Fri, Dec 23, 2016

Latest Decision: Highest Damages Award in the Specialized IP Court in Beijing of $7.5 Million-Also Awarded Attorney Fees Charged by Hour

On December 8, 2016, the Beijing Intellectual Property Court issued its highest damages award since its inception in November 2014. The Court ordered Defendant Hengbao Co., Ltd. to immediately stop infringing Plaintiff Beijing Watchdata Data Systems Co., Ltd.’s patent No. ZL200510105502.1, covering a USB key. The Defendant is to pay the Plaintiff damages of 49 million Chinese Yuan, and to compensate the Plaintiff for its litigation expenditure of 1 million Chinese Yuan. In total, the damages award is 50 million yuan, approximately $7.5 million. In many aspects, this is a landmark case. Since the Supreme People’s Court also made a decision in the Michael Jordan case on the same day and clearly expressed a resolute position on judicial trademark protection, the legal industry in China applauded these developments by calling December 8, 2016 “China’s IP Protection Day.”

Key Takeaways:

  • This is the third largest IP damages case in China, and the highest damages amount in the history of the Beijing IP Court.
  • The Plaintiff had limited evidence of the Defendant’s sales data during the damages period, and there’s no discovery in China. However, the Court conducted investigations and gathered evidence on Defendant’s sales of the infringing products (USB key) to its customers, including 12 major Chinese banks.
  • The Court calculated lost profits by multiplying the total sales quantity of the infringing products by the profit per unit. This is in accordance with the “Interpretation of the Supreme People's Court on Certain Issues Concerning the Application of Law in the Trial of Cases Involving Patent Disputes.”
  • The Court also ordered the Defendant to compensate the Plaintiff for its litigation expenditure, calculated using Plaintiff attorneys’ hourly rate. The Court supported Plaintiff’s assertion that attorney fees should be based on elements such as the necessity of case representation, difficulty of the case, and the actual work load of the attorneys. This is the first time a Chinese IP case has ruled on hourly attorney fees in a judgment.

Case Overview:
Plaintiff Watchdata Data Systems Co., Ltd. (hereinafter referred to as “Watchdata”) and Defendant Hengbao Co., Ltd. (hereinafter referred to as “Hengbao”) are both engaged in the production of intelligent cryptographic key products for the financial sector. The patent-in-suit is Plaintiff’s invention patent No.
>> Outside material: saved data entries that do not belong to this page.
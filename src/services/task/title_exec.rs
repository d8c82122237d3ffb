//! Primary title launch.
//!
//! A `TExec` specialization for the main title process. On Windows, launcher
//! executables are often short-lived shims that hand off to a helper process,
//! so after the child exits the task bides on that helper to keep the
//! pipeline alive as long as the title actually runs. Elsewhere the child is
//! the title, and no bide is needed.

use async_trait::async_trait;

use crate::domain::error::ClifpError;
use crate::domain::task::Stage;
use crate::services::director::Directorate;
use crate::services::task::{StopToken, Task, TExec};

#[cfg(windows)]
use crate::domain::config::BiderConfig;

/// Helper the secure player hands execution to on Windows.
#[cfg(windows)]
const TITLE_HELPER_PROCESS: &str = "FlashpointSecurePlayer.exe";

pub struct TTitleExec {
    dirate: Directorate,
    exec: TExec,
    #[cfg(windows)]
    bider_cfg: BiderConfig,
}

impl TTitleExec {
    pub const NAME: &'static str = "TTitleExec";

    #[cfg(windows)]
    pub fn new(dirate: Directorate, exec: TExec, bider_cfg: crate::domain::config::BiderConfig) -> Self {
        Self {
            dirate,
            exec,
            bider_cfg,
        }
    }

    #[cfg(not(windows))]
    pub fn new(
        dirate: Directorate,
        exec: TExec,
        bider_cfg: crate::domain::config::BiderConfig,
    ) -> Self {
        let _ = bider_cfg;
        Self { dirate, exec }
    }

    #[cfg(windows)]
    async fn bide_on_helper(&self) -> Result<(), ClifpError> {
        use crate::infrastructure::process::ProcessBider;
        use std::time::Duration;

        self.dirate
            .log_event("Checking if main title process needs a bide...");

        let bider = ProcessBider::new(
            TITLE_HELPER_PROCESS,
            Duration::from_millis(self.bider_cfg.respawn_grace_ms),
            Duration::from_millis(self.bider_cfg.poll_rate_ms),
        );
        self.dirate.log_event("Beginning bide on main title process...");
        bider
            .bide()
            .await
            .map_err(|e| crate::domain::error::BideError::BideFail(e.to_string()))?;
        Ok(())
    }
}

#[async_trait]
impl Task for TTitleExec {
    fn name(&self) -> &'static str {
        Self::NAME
    }

    fn stage(&self) -> Stage {
        self.exec.stage()
    }

    fn members(&self) -> Vec<String> {
        self.exec.members()
    }

    fn stop_token(&self) -> Option<StopToken> {
        self.exec.stop_token()
    }

    async fn perform(&mut self) -> Result<(), ClifpError> {
        self.dirate.log_event("Starting main title process.");
        self.exec.perform().await?;

        #[cfg(windows)]
        self.bide_on_helper().await?;

        Ok(())
    }
}

#[cfg(test)]
mod tests {
    use super::*;
    use crate::domain::config::BiderConfig;
    use crate::domain::directive::Verbosity;
    use crate::domain::task::ProcessType;
    use crate::services::director::Director;
    use crate::services::process::DeferredProcessManager;
    use crate::services::task::ExecParams;
    use std::collections::HashMap;
    use std::sync::Arc;

    #[cfg(unix)]
    #[tokio::test]
    async fn test_title_exec_delegates_to_inner_exec() {
        let dir = tempfile::tempdir().unwrap();
        let script = dir.path().join("title.sh");
        std::fs::write(&script, "#!/bin/sh\nexit 0\n").unwrap();
        use std::os::unix::fs::PermissionsExt;
        std::fs::set_permissions(&script, std::fs::Permissions::from_mode(0o755)).unwrap();

        let (director, _rx) = Director::new(Verbosity::Silent);
        let dirate = Directorate::new(TTitleExec::NAME, director);
        let deferred = Arc::new(DeferredProcessManager::new(dirate.clone()));
        let exec = TExec::new(
            dirate.clone(),
            crate::domain::task::Stage::Primary,
            "title.sh",
            dir.path().to_path_buf(),
            ExecParams::List(vec![]),
            HashMap::new(),
            ProcessType::Blocking,
            "title",
            deferred,
        );

        let mut task = TTitleExec::new(dirate, exec, BiderConfig::default());
        assert_eq!(task.stage(), crate::domain::task::Stage::Primary);
        task.perform().await.unwrap();
    }
}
ZL200510105502.1, “a physical authentication method and an electronic device.” Plaintiff Watchdata alleged that Defendant Hengbao’s USB key products practice the physical authentication methods that fall within the Plaintiff patent’s scope and therefore constituted patent infringement. Plaintiff Watchdata found that Defendant Hengbao’s infringing USB key products were being sold to dozens of Chinese banks for online bank transfer transactions. On February 26, 2015, the Plaintiff brought the lawsuit to the Beijing IP Court, seeking injunction, economic damages of 49 million yuan, and litigation expenses of 1 million yuan.

The Defendant Hengbao argued that the manufacturing and sale of USB key products and online banking transactions in the process of physical authentication method used in the technical program did not fall into the scope of the Plaintiff's patent protection.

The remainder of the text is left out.